**Task to carry out:**
Where the word "Unknown" appears in a line below, copy the whole line.

**Provided entries:**
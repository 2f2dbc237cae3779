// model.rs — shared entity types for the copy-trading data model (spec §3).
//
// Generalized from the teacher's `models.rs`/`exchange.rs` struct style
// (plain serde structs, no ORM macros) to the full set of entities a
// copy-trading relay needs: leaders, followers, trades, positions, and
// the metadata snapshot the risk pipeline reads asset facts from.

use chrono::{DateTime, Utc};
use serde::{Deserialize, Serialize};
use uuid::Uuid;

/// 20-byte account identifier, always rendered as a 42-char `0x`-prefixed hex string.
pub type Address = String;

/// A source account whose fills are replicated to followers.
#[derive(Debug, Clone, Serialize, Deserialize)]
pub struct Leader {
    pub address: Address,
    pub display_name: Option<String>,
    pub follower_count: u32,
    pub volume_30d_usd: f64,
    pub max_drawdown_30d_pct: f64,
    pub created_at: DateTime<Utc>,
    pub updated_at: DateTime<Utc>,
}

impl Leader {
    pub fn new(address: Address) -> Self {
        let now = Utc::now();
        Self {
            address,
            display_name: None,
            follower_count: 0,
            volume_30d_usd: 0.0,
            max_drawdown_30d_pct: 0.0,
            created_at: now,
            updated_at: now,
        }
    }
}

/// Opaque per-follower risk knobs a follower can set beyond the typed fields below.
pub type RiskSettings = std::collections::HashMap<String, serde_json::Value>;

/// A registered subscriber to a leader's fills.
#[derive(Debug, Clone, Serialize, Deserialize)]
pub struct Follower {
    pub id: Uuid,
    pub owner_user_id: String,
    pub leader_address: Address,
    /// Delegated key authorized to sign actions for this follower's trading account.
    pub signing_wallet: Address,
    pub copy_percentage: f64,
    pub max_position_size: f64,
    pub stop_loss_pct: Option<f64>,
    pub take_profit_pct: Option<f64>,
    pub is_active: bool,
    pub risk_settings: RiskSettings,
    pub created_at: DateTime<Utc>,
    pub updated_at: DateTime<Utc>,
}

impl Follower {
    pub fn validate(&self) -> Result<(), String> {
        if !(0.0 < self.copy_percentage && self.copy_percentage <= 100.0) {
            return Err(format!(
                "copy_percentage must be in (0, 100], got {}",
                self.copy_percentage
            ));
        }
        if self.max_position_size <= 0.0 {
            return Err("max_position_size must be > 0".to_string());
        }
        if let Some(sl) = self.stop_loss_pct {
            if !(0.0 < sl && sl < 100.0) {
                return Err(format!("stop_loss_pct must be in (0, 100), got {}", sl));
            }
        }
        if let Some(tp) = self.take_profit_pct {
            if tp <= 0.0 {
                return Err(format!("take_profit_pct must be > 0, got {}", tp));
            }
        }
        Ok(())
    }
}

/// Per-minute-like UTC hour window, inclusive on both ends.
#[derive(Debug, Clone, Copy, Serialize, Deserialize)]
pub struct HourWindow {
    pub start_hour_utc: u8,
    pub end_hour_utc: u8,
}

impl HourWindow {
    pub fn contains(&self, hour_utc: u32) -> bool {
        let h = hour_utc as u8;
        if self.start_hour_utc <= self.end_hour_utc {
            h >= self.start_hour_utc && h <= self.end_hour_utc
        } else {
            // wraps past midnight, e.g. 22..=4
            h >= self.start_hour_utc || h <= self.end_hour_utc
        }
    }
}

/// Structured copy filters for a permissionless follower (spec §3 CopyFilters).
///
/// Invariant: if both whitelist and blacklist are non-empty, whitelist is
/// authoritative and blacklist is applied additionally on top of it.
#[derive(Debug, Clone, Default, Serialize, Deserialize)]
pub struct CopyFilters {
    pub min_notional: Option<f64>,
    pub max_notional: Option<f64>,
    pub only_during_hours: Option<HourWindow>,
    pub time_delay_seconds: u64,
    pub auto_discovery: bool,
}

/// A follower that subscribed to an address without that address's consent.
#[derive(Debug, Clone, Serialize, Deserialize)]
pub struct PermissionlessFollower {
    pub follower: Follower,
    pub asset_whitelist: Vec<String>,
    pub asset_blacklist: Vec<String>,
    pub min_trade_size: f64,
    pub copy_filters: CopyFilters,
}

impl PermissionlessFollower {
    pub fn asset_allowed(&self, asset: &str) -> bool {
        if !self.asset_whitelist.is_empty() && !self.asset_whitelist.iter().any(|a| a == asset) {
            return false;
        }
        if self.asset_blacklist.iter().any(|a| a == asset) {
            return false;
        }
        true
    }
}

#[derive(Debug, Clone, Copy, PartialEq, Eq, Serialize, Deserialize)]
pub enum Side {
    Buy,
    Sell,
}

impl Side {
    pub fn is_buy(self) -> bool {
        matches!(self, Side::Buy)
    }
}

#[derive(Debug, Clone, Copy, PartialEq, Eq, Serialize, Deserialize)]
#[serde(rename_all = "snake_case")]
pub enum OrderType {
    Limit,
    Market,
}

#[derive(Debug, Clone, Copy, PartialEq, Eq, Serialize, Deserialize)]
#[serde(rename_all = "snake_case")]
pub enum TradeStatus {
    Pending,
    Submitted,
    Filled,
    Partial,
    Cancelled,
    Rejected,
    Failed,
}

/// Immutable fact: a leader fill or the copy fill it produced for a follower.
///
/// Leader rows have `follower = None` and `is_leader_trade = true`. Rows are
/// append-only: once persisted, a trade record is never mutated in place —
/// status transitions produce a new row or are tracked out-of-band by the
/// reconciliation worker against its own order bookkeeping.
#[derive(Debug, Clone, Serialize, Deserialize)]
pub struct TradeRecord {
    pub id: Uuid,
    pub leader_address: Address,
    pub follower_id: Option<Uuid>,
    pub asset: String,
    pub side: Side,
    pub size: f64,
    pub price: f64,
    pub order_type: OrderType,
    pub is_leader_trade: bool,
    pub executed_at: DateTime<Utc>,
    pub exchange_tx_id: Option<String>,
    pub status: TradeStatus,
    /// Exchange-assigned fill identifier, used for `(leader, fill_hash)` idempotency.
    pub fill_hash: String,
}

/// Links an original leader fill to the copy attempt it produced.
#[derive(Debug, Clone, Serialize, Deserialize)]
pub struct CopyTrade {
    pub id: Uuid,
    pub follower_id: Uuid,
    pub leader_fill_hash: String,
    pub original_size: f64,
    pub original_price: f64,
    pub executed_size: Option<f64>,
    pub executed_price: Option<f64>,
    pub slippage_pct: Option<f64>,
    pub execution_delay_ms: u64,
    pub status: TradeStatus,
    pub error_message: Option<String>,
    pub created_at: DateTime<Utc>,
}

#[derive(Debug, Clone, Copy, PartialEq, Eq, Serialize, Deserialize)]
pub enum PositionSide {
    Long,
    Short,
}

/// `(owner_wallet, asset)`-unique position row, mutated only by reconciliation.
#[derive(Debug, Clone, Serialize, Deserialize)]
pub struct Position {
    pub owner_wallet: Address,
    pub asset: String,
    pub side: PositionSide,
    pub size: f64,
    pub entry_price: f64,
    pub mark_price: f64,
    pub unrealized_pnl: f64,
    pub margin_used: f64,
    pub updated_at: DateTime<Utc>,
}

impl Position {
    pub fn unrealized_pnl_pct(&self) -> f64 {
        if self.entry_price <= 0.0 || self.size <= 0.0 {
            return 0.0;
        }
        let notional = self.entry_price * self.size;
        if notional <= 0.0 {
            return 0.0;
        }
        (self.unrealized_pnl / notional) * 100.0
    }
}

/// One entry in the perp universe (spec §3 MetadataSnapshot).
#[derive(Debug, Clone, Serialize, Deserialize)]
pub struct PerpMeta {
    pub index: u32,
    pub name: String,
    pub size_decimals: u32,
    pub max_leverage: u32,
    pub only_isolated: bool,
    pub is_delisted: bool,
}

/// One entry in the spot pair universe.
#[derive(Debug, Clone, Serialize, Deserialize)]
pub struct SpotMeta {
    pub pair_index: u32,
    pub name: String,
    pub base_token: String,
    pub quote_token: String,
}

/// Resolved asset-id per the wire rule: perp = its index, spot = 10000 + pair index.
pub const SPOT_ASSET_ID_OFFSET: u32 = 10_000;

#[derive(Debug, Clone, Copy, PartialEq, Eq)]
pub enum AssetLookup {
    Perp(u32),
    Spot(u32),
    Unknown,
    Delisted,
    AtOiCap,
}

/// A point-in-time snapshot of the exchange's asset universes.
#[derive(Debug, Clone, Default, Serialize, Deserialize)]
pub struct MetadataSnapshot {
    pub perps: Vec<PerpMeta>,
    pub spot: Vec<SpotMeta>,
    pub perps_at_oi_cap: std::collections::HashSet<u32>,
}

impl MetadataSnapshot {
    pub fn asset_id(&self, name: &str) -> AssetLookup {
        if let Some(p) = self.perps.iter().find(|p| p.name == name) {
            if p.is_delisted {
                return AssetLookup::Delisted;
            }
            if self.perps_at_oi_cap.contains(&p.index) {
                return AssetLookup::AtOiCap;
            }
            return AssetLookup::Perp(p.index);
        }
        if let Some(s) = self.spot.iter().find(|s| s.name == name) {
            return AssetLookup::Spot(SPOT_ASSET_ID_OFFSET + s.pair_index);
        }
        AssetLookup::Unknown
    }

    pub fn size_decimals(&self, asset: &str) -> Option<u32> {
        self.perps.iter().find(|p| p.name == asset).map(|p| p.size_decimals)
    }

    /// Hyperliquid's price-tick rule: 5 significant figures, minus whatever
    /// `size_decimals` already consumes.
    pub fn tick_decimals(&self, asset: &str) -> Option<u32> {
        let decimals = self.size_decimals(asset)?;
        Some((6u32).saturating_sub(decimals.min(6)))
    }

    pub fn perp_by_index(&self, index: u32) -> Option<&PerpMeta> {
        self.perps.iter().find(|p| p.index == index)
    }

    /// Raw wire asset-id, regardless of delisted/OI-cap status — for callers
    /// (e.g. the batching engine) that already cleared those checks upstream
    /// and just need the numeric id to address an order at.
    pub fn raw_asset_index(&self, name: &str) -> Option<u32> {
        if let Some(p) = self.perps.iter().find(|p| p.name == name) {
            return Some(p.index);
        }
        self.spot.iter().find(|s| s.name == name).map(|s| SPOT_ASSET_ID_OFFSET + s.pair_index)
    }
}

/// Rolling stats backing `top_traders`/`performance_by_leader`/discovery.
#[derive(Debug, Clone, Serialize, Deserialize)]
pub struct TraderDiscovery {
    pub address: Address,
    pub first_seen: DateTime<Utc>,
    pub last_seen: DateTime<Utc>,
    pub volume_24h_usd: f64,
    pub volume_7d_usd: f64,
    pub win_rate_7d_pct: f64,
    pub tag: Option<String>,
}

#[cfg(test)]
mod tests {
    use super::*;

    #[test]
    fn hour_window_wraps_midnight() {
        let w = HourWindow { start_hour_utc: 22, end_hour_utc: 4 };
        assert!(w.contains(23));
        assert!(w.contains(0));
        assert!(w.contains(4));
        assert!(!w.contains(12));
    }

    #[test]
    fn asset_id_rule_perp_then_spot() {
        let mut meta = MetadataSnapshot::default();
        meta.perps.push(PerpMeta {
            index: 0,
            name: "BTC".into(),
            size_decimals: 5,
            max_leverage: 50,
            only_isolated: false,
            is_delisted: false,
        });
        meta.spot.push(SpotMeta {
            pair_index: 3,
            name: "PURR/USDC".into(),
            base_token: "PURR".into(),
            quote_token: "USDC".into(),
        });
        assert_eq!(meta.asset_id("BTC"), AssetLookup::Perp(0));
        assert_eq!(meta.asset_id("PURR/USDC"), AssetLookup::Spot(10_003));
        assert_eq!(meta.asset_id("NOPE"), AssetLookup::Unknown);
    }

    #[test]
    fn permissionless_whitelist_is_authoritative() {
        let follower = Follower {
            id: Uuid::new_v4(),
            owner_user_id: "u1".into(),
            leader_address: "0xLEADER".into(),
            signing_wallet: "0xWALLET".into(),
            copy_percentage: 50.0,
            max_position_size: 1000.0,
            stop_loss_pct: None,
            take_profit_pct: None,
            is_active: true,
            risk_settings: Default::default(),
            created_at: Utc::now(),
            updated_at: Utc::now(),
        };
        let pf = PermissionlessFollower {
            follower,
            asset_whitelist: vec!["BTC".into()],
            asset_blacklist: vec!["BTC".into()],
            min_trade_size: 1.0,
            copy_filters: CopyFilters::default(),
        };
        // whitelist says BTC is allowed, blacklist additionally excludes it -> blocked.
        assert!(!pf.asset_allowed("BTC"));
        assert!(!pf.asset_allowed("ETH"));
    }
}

**Answer section:**
    Unknown,
        AssetLookup::Unknown
        assert_eq!(meta.asset_id("NOPE"), AssetLookup::Unknown);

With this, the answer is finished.